(Saved data entries)

────────

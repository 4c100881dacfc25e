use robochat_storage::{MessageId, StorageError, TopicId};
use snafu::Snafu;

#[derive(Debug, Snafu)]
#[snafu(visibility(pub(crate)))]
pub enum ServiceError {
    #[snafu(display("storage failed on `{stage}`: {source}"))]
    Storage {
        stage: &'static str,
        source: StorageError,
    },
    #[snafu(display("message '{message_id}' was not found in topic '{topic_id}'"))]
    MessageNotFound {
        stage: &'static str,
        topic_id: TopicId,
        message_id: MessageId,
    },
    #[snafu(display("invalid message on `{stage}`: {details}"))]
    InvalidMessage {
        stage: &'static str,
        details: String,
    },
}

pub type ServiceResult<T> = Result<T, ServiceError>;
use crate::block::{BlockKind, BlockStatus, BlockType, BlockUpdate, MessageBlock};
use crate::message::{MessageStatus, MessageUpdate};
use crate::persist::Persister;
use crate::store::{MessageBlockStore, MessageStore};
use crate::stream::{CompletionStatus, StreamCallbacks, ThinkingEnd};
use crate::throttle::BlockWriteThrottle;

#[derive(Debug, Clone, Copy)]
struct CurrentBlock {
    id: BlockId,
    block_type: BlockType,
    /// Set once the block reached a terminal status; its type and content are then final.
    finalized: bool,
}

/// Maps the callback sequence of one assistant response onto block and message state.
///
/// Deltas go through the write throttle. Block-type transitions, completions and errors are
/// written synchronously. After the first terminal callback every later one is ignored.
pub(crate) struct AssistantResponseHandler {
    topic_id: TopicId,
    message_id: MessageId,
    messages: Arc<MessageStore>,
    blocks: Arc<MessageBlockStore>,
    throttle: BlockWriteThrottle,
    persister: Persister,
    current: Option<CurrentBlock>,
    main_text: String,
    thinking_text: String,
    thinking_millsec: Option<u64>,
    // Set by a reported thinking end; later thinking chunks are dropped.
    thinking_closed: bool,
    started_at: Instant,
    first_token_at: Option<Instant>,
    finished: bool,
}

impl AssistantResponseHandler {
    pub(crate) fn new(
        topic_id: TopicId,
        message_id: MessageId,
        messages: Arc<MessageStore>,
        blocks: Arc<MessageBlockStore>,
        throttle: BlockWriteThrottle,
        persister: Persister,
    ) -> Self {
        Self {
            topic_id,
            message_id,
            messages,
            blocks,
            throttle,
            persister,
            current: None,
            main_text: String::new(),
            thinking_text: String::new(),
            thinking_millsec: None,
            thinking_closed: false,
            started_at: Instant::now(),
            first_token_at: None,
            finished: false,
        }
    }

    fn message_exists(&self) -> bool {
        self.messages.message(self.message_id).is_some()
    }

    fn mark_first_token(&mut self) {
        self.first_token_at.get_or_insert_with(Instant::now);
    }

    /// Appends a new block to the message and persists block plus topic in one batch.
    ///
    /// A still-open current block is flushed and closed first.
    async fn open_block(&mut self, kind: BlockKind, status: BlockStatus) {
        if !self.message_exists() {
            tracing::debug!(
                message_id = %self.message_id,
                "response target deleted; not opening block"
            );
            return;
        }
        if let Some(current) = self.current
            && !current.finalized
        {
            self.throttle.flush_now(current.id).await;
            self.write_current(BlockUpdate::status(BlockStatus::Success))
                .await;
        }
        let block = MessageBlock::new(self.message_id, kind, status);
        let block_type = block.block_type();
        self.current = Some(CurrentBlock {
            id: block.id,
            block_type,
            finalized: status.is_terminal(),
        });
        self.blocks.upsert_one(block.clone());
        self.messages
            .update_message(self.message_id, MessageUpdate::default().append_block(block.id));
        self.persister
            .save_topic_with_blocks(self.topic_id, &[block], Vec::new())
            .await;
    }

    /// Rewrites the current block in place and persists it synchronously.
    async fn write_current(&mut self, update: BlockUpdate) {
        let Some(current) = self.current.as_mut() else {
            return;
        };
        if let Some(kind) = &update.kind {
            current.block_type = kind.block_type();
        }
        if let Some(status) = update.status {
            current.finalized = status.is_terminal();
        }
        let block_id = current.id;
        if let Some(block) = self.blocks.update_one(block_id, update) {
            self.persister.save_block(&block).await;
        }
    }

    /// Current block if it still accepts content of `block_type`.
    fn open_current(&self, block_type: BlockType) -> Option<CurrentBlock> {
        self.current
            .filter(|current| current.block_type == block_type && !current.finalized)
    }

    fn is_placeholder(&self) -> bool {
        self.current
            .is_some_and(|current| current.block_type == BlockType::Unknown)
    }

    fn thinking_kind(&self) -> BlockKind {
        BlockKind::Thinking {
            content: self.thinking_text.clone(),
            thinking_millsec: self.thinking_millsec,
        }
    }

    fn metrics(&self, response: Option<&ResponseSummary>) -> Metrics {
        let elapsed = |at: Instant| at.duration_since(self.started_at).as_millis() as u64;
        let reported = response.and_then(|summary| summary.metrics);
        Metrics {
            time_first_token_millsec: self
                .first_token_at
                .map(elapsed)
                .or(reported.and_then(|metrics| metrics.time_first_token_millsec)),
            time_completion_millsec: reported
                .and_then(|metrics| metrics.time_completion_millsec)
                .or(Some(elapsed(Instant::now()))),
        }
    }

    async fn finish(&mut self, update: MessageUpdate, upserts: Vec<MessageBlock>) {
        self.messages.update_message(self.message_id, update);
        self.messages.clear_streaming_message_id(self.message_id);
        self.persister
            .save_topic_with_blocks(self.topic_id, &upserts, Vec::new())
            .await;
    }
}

────────

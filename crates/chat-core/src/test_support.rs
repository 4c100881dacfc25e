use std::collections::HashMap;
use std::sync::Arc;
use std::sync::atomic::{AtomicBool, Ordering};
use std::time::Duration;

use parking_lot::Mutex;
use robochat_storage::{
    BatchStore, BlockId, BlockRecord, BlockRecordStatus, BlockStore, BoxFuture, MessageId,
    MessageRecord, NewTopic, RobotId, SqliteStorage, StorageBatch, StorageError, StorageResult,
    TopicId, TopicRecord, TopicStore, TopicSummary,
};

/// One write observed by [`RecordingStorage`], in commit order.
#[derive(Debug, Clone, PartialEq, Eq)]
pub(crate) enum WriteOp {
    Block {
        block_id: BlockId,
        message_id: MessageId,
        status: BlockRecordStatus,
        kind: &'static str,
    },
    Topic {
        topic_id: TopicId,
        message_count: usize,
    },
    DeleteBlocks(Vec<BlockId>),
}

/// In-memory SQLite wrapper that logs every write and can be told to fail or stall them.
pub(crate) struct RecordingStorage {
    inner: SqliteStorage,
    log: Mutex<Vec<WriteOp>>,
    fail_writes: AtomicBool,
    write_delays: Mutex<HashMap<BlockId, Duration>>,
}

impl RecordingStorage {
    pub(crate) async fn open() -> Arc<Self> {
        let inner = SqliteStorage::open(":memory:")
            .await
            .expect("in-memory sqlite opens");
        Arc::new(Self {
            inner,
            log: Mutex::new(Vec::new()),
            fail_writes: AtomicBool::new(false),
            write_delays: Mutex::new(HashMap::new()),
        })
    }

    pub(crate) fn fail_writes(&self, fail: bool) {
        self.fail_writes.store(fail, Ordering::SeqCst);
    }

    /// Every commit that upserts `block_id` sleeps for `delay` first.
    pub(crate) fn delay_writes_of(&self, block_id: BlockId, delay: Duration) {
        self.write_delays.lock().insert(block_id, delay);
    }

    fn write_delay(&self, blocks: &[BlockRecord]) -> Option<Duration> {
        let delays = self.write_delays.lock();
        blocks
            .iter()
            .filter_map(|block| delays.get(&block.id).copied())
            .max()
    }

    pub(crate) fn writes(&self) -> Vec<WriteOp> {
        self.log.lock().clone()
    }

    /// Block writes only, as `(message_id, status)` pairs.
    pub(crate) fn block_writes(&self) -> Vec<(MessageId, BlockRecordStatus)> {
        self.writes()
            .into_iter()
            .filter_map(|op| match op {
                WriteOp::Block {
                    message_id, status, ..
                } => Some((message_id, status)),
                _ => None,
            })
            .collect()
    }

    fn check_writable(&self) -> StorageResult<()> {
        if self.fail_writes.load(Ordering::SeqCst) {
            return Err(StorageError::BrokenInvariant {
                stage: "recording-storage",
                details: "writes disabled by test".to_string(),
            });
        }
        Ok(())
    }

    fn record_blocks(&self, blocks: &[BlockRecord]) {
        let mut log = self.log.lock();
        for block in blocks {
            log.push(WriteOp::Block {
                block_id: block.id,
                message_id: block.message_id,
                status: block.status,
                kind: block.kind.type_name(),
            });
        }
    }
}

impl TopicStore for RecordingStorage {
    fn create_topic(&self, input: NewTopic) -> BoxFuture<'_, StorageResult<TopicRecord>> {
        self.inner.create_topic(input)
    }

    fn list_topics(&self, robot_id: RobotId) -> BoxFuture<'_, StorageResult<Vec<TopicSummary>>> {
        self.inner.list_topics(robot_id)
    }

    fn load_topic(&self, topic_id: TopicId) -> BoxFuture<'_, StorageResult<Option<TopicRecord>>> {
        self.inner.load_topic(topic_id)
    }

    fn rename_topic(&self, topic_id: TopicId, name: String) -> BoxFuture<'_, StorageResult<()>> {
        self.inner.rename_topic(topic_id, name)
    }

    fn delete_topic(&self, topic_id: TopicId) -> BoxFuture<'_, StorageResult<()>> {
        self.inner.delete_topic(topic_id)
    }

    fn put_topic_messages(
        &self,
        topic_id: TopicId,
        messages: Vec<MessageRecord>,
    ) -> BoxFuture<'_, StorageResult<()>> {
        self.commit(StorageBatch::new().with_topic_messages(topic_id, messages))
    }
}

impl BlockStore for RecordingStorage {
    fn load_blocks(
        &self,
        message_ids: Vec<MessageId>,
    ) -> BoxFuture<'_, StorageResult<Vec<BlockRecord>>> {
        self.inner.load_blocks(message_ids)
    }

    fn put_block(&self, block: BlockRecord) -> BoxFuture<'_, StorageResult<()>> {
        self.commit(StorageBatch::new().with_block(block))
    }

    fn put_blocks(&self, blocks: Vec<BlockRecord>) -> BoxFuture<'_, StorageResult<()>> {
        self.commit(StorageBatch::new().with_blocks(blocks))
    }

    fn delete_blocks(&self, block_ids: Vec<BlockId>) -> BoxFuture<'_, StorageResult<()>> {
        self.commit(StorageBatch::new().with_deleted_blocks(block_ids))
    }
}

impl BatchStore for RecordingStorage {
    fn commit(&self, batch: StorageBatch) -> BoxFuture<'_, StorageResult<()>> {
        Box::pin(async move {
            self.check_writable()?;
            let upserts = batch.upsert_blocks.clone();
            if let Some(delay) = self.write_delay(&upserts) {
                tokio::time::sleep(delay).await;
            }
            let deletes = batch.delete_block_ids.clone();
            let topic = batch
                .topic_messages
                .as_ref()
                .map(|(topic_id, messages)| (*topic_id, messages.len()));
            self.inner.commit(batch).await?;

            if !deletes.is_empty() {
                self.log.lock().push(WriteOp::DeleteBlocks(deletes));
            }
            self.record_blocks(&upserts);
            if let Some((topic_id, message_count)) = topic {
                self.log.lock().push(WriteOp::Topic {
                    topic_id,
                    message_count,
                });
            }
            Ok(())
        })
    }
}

────────

> Required work: Above are the records; repeat exactly the lines from the one holding "let Some(current) = self.current.as_mut()" down to the one holding "fn open_current(&self, block_type: BlockType)", end lines included.

> Answer to the exercise:
        let Some(current) = self.current.as_mut() else {
            return;
        };
        if let Some(kind) = &update.kind {
            current.block_type = kind.block_type();
        }
        if let Some(status) = update.status {
            current.finalized = status.is_terminal();
        }
        let block_id = current.id;
        if let Some(block) = self.blocks.update_one(block_id, update) {
            self.persister.save_block(&block).await;
        }
    }

    /// Current block if it still accepts content of `block_type`.
    fn open_current(&self, block_type: BlockType) -> Option<CurrentBlock> {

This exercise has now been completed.